Kelly never knows at what point in the year something will pop up as an interest in her class, but this year it happened when they were doing a GoNoodle.  It happened to feature space, and it took the class into a series of questions and wonderings about space.

They started reading lots of books about space as well as studying the science standards about the day and night sky.

The more they read, the more they started to notice about space popping up in so many areas of their curriculum and life.

They launched into research mode and asked lots of questions.  In the library and classroom they used print and digital resources to learn about the planets and collect facts about each one.

In February, the class celebrated Fat Tuesday by dressing as planets and parading around the school.  Each costume was space-inspired and they handed out coins and beads to lots of classes.

Research continued in the classroom and the media center.  Students used all of their facts to write a series of notes.  In groups, the students put those notes in an order that made sense and prepared to make their own ebooks about space using the Storykit app.

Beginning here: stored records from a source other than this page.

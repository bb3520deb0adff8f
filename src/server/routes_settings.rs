use super::error::ApiError;
use crate::config::persist;
use crate::server::AppContext;
use axum::{extract::State, routing::get, Json, Router};
use stemforged_common::{PipelineSettings, SettingsUpdate};

/// Admin-only routes; the caller layers the admin check.
pub fn settings_routes() -> Router<AppContext> {
    Router::new().route("/settings", get(get_settings).post(update_settings))
}

async fn get_settings(State(ctx): State<AppContext>) -> Json<PipelineSettings> {
    Json(ctx.state.settings())
}

/// Validate and apply a partial update. Jobs already queued keep their
/// snapshot; only new intake sees the change.
async fn update_settings(
    State(ctx): State<AppContext>,
    Json(update): Json<SettingsUpdate>,
) -> Result<Json<PipelineSettings>, ApiError> {
    let next = ctx.state.settings().merged(&update)?;

    if let Some(ref path) = ctx.config_path {
        let path = path.clone();
        let settings = next.clone();
        tokio::task::spawn_blocking(move || persist::update_pipeline(&path, &settings))
            .await
            .map_err(|e| ApiError::internal(format!("Settings task failed: {}", e)))??;
        tracing::info!("Pipeline settings saved to {:?}", ctx.config_path);
    }

    ctx.state.replace_settings(next.clone());
    Ok(Json(next))
}
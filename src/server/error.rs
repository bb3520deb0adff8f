//! Request-level errors rendered as `{"error", "code"}` JSON.

use axum::http::StatusCode;
use axum::response::{IntoResponse, Response};
use serde_json::json;
use stemforged_common::Error;

/// Error returned by API handlers.
#[derive(Debug)]
pub struct ApiError {
    status: StatusCode,
    message: String,
    code: &'static str,
}

impl ApiError {
    pub fn new(status: StatusCode, code: &'static str, message: impl Into<String>) -> Self {
        Self {
            status,
            message: message.into(),
            code,
        }
    }

    pub fn bad_request(message: impl Into<String>) -> Self {
        Self::new(StatusCode::BAD_REQUEST, "invalid_input", message)
    }

    pub fn unauthorized(message: impl Into<String>) -> Self {
        Self::new(StatusCode::UNAUTHORIZED, "unauthorized", message)
    }

    pub fn forbidden() -> Self {
        Self::new(StatusCode::FORBIDDEN, "forbidden", "Forbidden")
    }

    pub fn internal(message: impl Into<String>) -> Self {
        Self::new(StatusCode::INTERNAL_SERVER_ERROR, "internal_error", message)
    }

    pub fn status(&self) -> StatusCode {
        self.status
    }
}

impl From<Error> for ApiError {
    fn from(e: Error) -> Self {
        let status = match e {
            Error::NotFound(_) => StatusCode::NOT_FOUND,
            Error::Unauthorized => StatusCode::UNAUTHORIZED,
            Error::Forbidden => StatusCode::FORBIDDEN,
            Error::InvalidInput(_) => StatusCode::BAD_REQUEST,
            Error::Conflict(_) => StatusCode::CONFLICT,
            Error::Database(_) | Error::Io(_) | Error::Internal(_) => {
                StatusCode::INTERNAL_SERVER_ERROR
            }
        };
        Self::new(status, e.code(), e.to_string())
    }
}

impl From<anyhow::Error> for ApiError {
    fn from(e: anyhow::Error) -> Self {
        Self::internal(format!("{:#}", e))
    }
}

impl IntoResponse for ApiError {
    fn into_response(self) -> Response {
        if self.status.is_server_error() {
            tracing::error!(status = %self.status, error = %self.message, "Server error in API handler");
        }

        let body = json!({
            "error": self.message,
            "code": self.code,
        });
        (self.status, axum::Json(body)).into_response()
    }
}

#[cfg(test)]
mod tests {
    use super::*;

    #[test]
    fn test_status_mapping() {
        assert_eq!(ApiError::from(Error::not_found("Job")).status(), StatusCode::NOT_FOUND);
        assert_eq!(
            ApiError::from(Error::invalid_input("File type not allowed")).status(),
            StatusCode::BAD_REQUEST
        );
        assert_eq!(
            ApiError::from(Error::database("locked")).status(),
            StatusCode::INTERNAL_SERVER_ERROR
        );
    }

    #[tokio::test]
    async fn test_body_shape() {
        use http_body_util::BodyExt;

        let response = ApiError::from(Error::not_found("Job")).into_response();
        assert_eq!(response.status(), StatusCode::NOT_FOUND);
        let bytes = response.into_body().collect().await.unwrap().to_bytes();
        let body: serde_json::Value = serde_json::from_slice(&bytes).unwrap();
        assert_eq!(body["error"], "Job not found");
        assert_eq!(body["code"], "not_found");
    }
}
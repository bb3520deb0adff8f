use crate::config::Config;
use crate::pipeline::PipelineContext;
use crate::state::AppState;
use anyhow::{Context, Result};
use axum::{
    extract::DefaultBodyLimit,
    http::{header, Method, StatusCode},
    middleware,
    response::IntoResponse,
    routing::{get, post},
    Router,
};
use std::future::Future;
use std::net::SocketAddr;
use std::path::PathBuf;
use std::sync::Arc;
use stemforged_db::pool::DbPool;
use tokio::signal;
use tower_http::{
    cors::{Any, CorsLayer},
    services::{ServeDir, ServeFile},
    trace::TraceLayer,
};

pub mod auth;
pub mod error;
pub mod routes_api;
pub mod routes_settings;
pub mod routes_sse;

pub use error::ApiError;

/// Shared application context
#[derive(Clone)]
pub struct AppContext {
    pub config: Arc<Config>,
    /// Path to config file (for persistence)
    pub config_path: Option<PathBuf>,
    pub db: DbPool,
    pub state: Arc<AppState>,
    pub pipeline: Arc<PipelineContext>,
}

impl AppContext {
    pub fn new(config: Config, config_path: Option<PathBuf>, pipeline: Arc<PipelineContext>) -> Self {
        Self {
            config: Arc::new(config),
            config_path,
            db: pipeline.db.clone(),
            state: pipeline.state.clone(),
            pipeline,
        }
    }
}

/// Create the Axum router with all routes
pub fn create_router(ctx: AppContext) -> Router {
    let cors = CorsLayer::new()
        .allow_origin(Any)
        .allow_methods([Method::GET, Method::POST])
        .allow_headers([header::CONTENT_TYPE, header::AUTHORIZATION]);
    let body_limit = ctx.config.server.max_upload_mb.saturating_mul(1024 * 1024);
    let static_dir = ctx.config.server.static_dir.clone();

    let mut app = Router::new()
        .route("/health", get(health_check))
        .nest("/api", api_routes(&ctx))
        .layer(DefaultBodyLimit::max(body_limit))
        .layer(cors)
        .layer(TraceLayer::new_for_http())
        .with_state(ctx);

    // Uses SPA fallback: serves index.html for any route that doesn't match a file
    if let Some(dir) = static_dir {
        if dir.exists() {
            tracing::info!("Serving static files from {:?}", dir);
            let index_path = dir.join("index.html");
            app = app.fallback_service(
                ServeDir::new(&dir)
                    .append_index_html_on_directories(true)
                    .not_found_service(ServeFile::new(index_path)),
            );
        }
    }

    app
}

fn api_routes(ctx: &AppContext) -> Router<AppContext> {
    let public_routes = Router::new()
        .route("/health", get(routes_api::health))
        .route("/login", post(auth::login))
        .route("/auth/login", post(auth::login));

    let admin_routes =
        routes_settings::settings_routes().layer(middleware::from_fn(auth::require_admin));

    // Layers run outside-in, so the token is resolved before the admin check.
    let protected_routes = Router::new()
        .route("/logout", post(auth::logout))
        .route("/me", get(auth::me))
        .route("/change-password", post(auth::change_password))
        .merge(routes_api::api_routes())
        .merge(routes_sse::sse_routes())
        .merge(admin_routes)
        .layer(middleware::from_fn_with_state(
            ctx.clone(),
            auth::api_auth_middleware,
        ));

    public_routes.merge(protected_routes)
}

async fn health_check() -> impl IntoResponse {
    StatusCode::OK
}

/// Bind and serve until `shutdown` resolves.
pub async fn serve(
    ctx: AppContext,
    addr: SocketAddr,
    shutdown: impl Future<Output = ()> + Send + 'static,
) -> Result<()> {
    let app = create_router(ctx);

    tracing::info!("Starting server on {}", addr);
    let listener = tokio::net::TcpListener::bind(addr)
        .await
        .with_context(|| format!("Failed to bind {}", addr))?;

    axum::serve(listener, app)
        .with_graceful_shutdown(shutdown)
        .await?;

    tracing::info!("Server shutdown complete");
    Ok(())
}

/// Parse `host:port` from the server config.
pub fn bind_addr(config: &Config) -> Result<SocketAddr> {
    format!("{}:{}", config.server.host, config.server.port)
        .parse()
        .context("Invalid server address")
}

/// Resolves on Ctrl+C or SIGTERM.
pub async fn shutdown_signal() {
    let ctrl_c = async {
        match signal::ctrl_c().await {
            Ok(()) => {}
            Err(e) => {
                tracing::error!("Failed to install Ctrl+C handler: {}", e);
                std::future::pending::<()>().await;
            }
        }
    };

    #[cfg(unix)]
    let terminate = async {
        match signal::unix::signal(signal::unix::SignalKind::terminate()) {
            Ok(mut sig) => {
                sig.recv().await;
            }
            Err(e) => {
                tracing::error!("Failed to install SIGTERM handler: {}", e);
                std::future::pending::<()>().await;
            }
        }
    };

    #[cfg(not(unix))]
    let terminate = std::future::pending::<()>();

    tokio::select! {
        _ = ctrl_c => {},
        _ = terminate => {},
    }

    tracing::info!("Shutdown signal received");
}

At this point, we were approaching poetry month, so I suggested that the students think about space poetry.  I connected the class with several poetry books about space, and they started crafting some poems in class.  Ms. Kelly also has ukuleles in her classrooms, so the poems eventually were turned into songs with music composed by the students.

At our annual Poem In Your Pocket day, the groups of students performed their poetry songs for a live audience.  We even had poet, Laura Purdie Salas, listen in to the poetry since students were inspired by her space poems and songs.

At this point in the year, lots of attention turned to Mars and space exploration.  Students really didn’t want to travel to Mars themselves, but they did want to think about helping other people get there some day.  We created a Padlet to collect all of our research in the library and the classroom.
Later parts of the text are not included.